Task goal:
Please copy each line of the records below that holds the word "PathBuf".

════════════════

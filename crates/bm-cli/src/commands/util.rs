//! Shared utilities for CLI commands.

use std::sync::LazyLock;

use anyhow::Context;
use bm_core::Action;
use bm_core::editor::time_of_day;
use chrono::{DateTime, Duration, NaiveTime, TimeZone, Utc};
use regex::Regex;

/// Pre-compiled regex for relative time parsing.
static RELATIVE_TIME_RE: LazyLock<Regex> = LazyLock::new(|| {
    Regex::new(r"^(\d+)\s+(minute|hour|day|week)s?\s+ago$").expect("relative time pattern")
});

/// Pre-compiled regex for a wall-clock time like "8:05" or "20:30".
static CLOCK_TIME_RE: LazyLock<Regex> =
    LazyLock::new(|| Regex::new(r"^(\d{1,2}):(\d{2})$").expect("clock time pattern"));

/// Conservative bounds for relative time parsing (~1000 years in minutes).
const MAX_RELATIVE_MINUTES: i64 = 1000 * 365 * 24 * 60;

/// A parsed `--at` value.
#[derive(Debug, Clone, Copy, PartialEq, Eq)]
pub enum When {
    /// Only the time of day; the date stays as selected.
    Clock(NaiveTime),
    /// A full instant.
    Instant(DateTime<Utc>),
}

impl When {
    /// Picker actions that select this time in `tz`.
    pub fn actions<Tz: TimeZone>(self, tz: &Tz) -> Vec<Action> {
        match self {
            Self::Clock(time) => vec![Action::SetTime(time)],
            Self::Instant(at) => {
                let local = at.with_timezone(tz);
                vec![
                    Action::SetDate(local.date_naive()),
                    Action::SetTime(local.time()),
                ]
            }
        }
    }
}

/// Parse an `--at` string as a clock time, RFC 3339, or relative time.
///
/// Supports:
/// - Clock: "8:05", "20:30"
/// - RFC 3339: "2026-01-15T10:30:00Z"
/// - Relative: "2 hours ago", "30 minutes ago", "1 day ago", "1 week ago"
pub fn parse_when(s: &str, now: DateTime<Utc>) -> anyhow::Result<When> {
    let s = s.trim();

    if let Some(caps) = CLOCK_TIME_RE.captures(s) {
        let hour: u32 = caps[1].parse().context("failed to parse hour")?;
        let minute: u32 = caps[2].parse().context("failed to parse minute")?;
        return Ok(When::Clock(time_of_day(hour, minute)?));
    }

    if let Ok(dt) = DateTime::parse_from_rfc3339(s) {
        return Ok(When::Instant(dt.with_timezone(&Utc)));
    }

    // Try relative time: "N hours/minutes/days/weeks ago"
    let Some(caps) = RELATIVE_TIME_RE.captures(s) else {
        anyhow::bail!(
            "Invalid time: {s}. Use HH:MM, RFC 3339 (e.g., 2026-01-15T10:30:00Z) or relative (e.g., '30 minutes ago')"
        );
    };

    let n: i64 = caps[1]
        .parse()
        .context("failed to parse number in relative time")?;

    let (max_for_unit, minutes_per_unit) = match &caps[2] {
        "minute" => (MAX_RELATIVE_MINUTES, 1),
        "hour" => (MAX_RELATIVE_MINUTES / 60, 60),
        "day" => (MAX_RELATIVE_MINUTES / (60 * 24), 60 * 24),
        "week" => (MAX_RELATIVE_MINUTES / (60 * 24 * 7), 60 * 24 * 7),
        unit => anyhow::bail!("Unknown time unit: {unit}"),
    };

    if n > max_for_unit {
        anyhow::bail!("Relative time value too large: {n} {}", &caps[2]);
    }

    Ok(When::Instant(now - Duration::minutes(n * minutes_per_unit)))
}

/// Picker actions for an optional `--at` value, relative to `now`.
pub fn at_actions<Tz: TimeZone>(at: Option<&str>, now: &DateTime<Tz>) -> anyhow::Result<Vec<Action>> {
    match at {
        Some(s) => Ok(parse_when(s, now.with_timezone(&Utc))?.actions(&now.timezone())),
        None => Ok(Vec::new()),
    }
}

/// Formats a remaining lifetime as "Xh Ym" or "Ym".
pub fn format_remaining(remaining: Duration) -> String {
    let total_minutes = remaining.num_minutes().max(0);
    let hours = total_minutes / 60;
    let minutes = total_minutes % 60;

    if hours >= 1 {
        format!("{hours}h {minutes}m")
    } else {
        format!("{minutes}m")
    }
}
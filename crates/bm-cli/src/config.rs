//! Configuration loading and management.

use std::fmt;
use std::path::{Path, PathBuf};

use bm_client::AuthEndpoints;
use bm_client::auth::{DEFAULT_IDENTITY_URL, DEFAULT_TOKEN_URL};
use bm_core::aggregation::{DEFAULT_WINDOW_DAYS, MAX_WINDOW_DAYS};
use figment::Figment;
use figment::providers::{Env, Format, Serialized, Toml};
use serde::{Deserialize, Serialize};

/// Application configuration.
#[derive(Clone, Serialize, Deserialize)]
pub struct Config {
    /// Realtime database root, e.g. `https://<project>.firebaseio.com`.
    pub database_url: Option<String>,
    /// Web API key of the identity provider project.
    pub api_key: Option<String>,
    /// Base URL for sign-up and sign-in.
    pub auth_url: String,
    /// Token refresh endpoint.
    pub token_url: String,
    /// Where the session is persisted.
    pub session_path: PathBuf,
    /// Days shown by the chart commands.
    pub window_days: u32,
}

impl fmt::Debug for Config {
    fn fmt(&self, f: &mut fmt::Formatter<'_>) -> fmt::Result {
        f.debug_struct("Config")
            .field("database_url", &self.database_url)
            .field("api_key", &self.api_key.as_ref().map(|_| "[REDACTED]"))
            .field("auth_url", &self.auth_url)
            .field("token_url", &self.token_url)
            .field("session_path", &self.session_path)
            .field("window_days", &self.window_days)
            .finish()
    }
}

impl Default for Config {
    fn default() -> Self {
        let state_dir = dirs_state_path().unwrap_or_else(|| PathBuf::from("."));
        Self {
            database_url: None,
            api_key: None,
            auth_url: DEFAULT_IDENTITY_URL.to_string(),
            token_url: DEFAULT_TOKEN_URL.to_string(),
            session_path: state_dir.join("session.json"),
            window_days: DEFAULT_WINDOW_DAYS,
        }
    }
}

impl Config {
    /// Loads configuration, optionally from a specific file.
    #[expect(
        clippy::result_large_err,
        reason = "figment::Error is large but only returned at startup"
    )]
    pub fn load_from(config_path: Option<&Path>) -> Result<Self, figment::Error> {
        let mut figment = Figment::from(Serialized::defaults(Self::default()));

        // Load from default config location
        if let Some(config_dir) = dirs_config_path() {
            figment = figment.merge(Toml::file(config_dir.join("config.toml")));
        }

        // Load from specified config file
        if let Some(path) = config_path {
            figment = figment.merge(Toml::file(path));
        }

        // Load from environment variables (BM_*)
        figment = figment.merge(Env::prefixed("BM_"));

        let config: Self = figment.extract()?;
        if !(1..=MAX_WINDOW_DAYS).contains(&config.window_days) {
            return Err(figment::Error::from(format!(
                "window_days must be between 1 and {MAX_WINDOW_DAYS}, got {}",
                config.window_days
            )));
        }
        Ok(config)
    }

    /// Identity provider endpoints from `auth_url` and `token_url`.
    pub fn endpoints(&self) -> AuthEndpoints {
        AuthEndpoints {
            identity_url: self.auth_url.clone(),
            token_url: self.token_url.clone(),
        }
    }
}

/// Returns the platform-specific config directory for bm.
fn dirs_config_path() -> Option<PathBuf> {
    dirs::config_dir().map(|p| p.join("bm"))
}

/// Returns the platform-specific state directory for bm.
///
/// On Linux: `~/.local/state/bm`. Platforms without a state directory use the
/// local data directory.
pub fn dirs_state_path() -> Option<PathBuf> {
    dirs::state_dir()
        .or_else(dirs::data_local_dir)
        .map(|p| p.join("bm"))
}

#[cfg(test)]
mod tests {
    use super::*;

    #[test]
    fn test_dirs_state_path_ends_with_bm() {
        let path = dirs_state_path().unwrap();
        assert_eq!(path.file_name().unwrap(), "bm");
    }

    #[test]
    fn test_default_config_uses_state_dir_for_session() {
        let config = Config::default();
        let state_dir = dirs_state_path().unwrap();
        assert_eq!(config.session_path, state_dir.join("session.json"));
    }

    #[test]
    fn test_default_endpoints_and_window() {
        let config = Config::default();
        assert_eq!(config.endpoints(), AuthEndpoints::default());
        assert_eq!(config.window_days, 14);
        assert!(config.database_url.is_none());
    }

    #[test]
    fn test_config_file_overrides_defaults() {
        let dir = tempfile::tempdir().unwrap();
        let path = dir.path().join("bm.toml");
        std::fs::write(
            &path,
            "database_url = \"https://baby.example.com\"\nwindow_days = 7\n",
        )
        .unwrap();

        let config = Config::load_from(Some(&path)).unwrap();
        assert_eq!(config.database_url.as_deref(), Some("https://baby.example.com"));
        assert_eq!(config.window_days, 7);
    }

    #[test]
    fn test_window_days_out_of_range_is_rejected() {
        let dir = tempfile::tempdir().unwrap();
        for days in [0, 200_000_000] {
            let path = dir.path().join("bm.toml");
            std::fs::write(&path, format!("window_days = {days}\n")).unwrap();

            let err = Config::load_from(Some(&path)).unwrap_err();
            assert!(err.to_string().contains("window_days must be between 1 and 3660"));
        }
    }

    #[test]
    fn test_debug_redacts_api_key() {
        let config = Config {
            api_key: Some("super-secret".to_string()),
            ..Config::default()
        };
        let debug = format!("{config:?}");
        assert!(!debug.contains("super-secret"));
        assert!(debug.contains("[REDACTED]"));
    }
}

════════════════

Answer to the problem:
use std::path::{Path, PathBuf};
    pub session_path: PathBuf,
        let state_dir = dirs_state_path().unwrap_or_else(|| PathBuf::from("."));
fn dirs_config_path() -> Option<PathBuf> {
pub fn dirs_state_path() -> Option<PathBuf> {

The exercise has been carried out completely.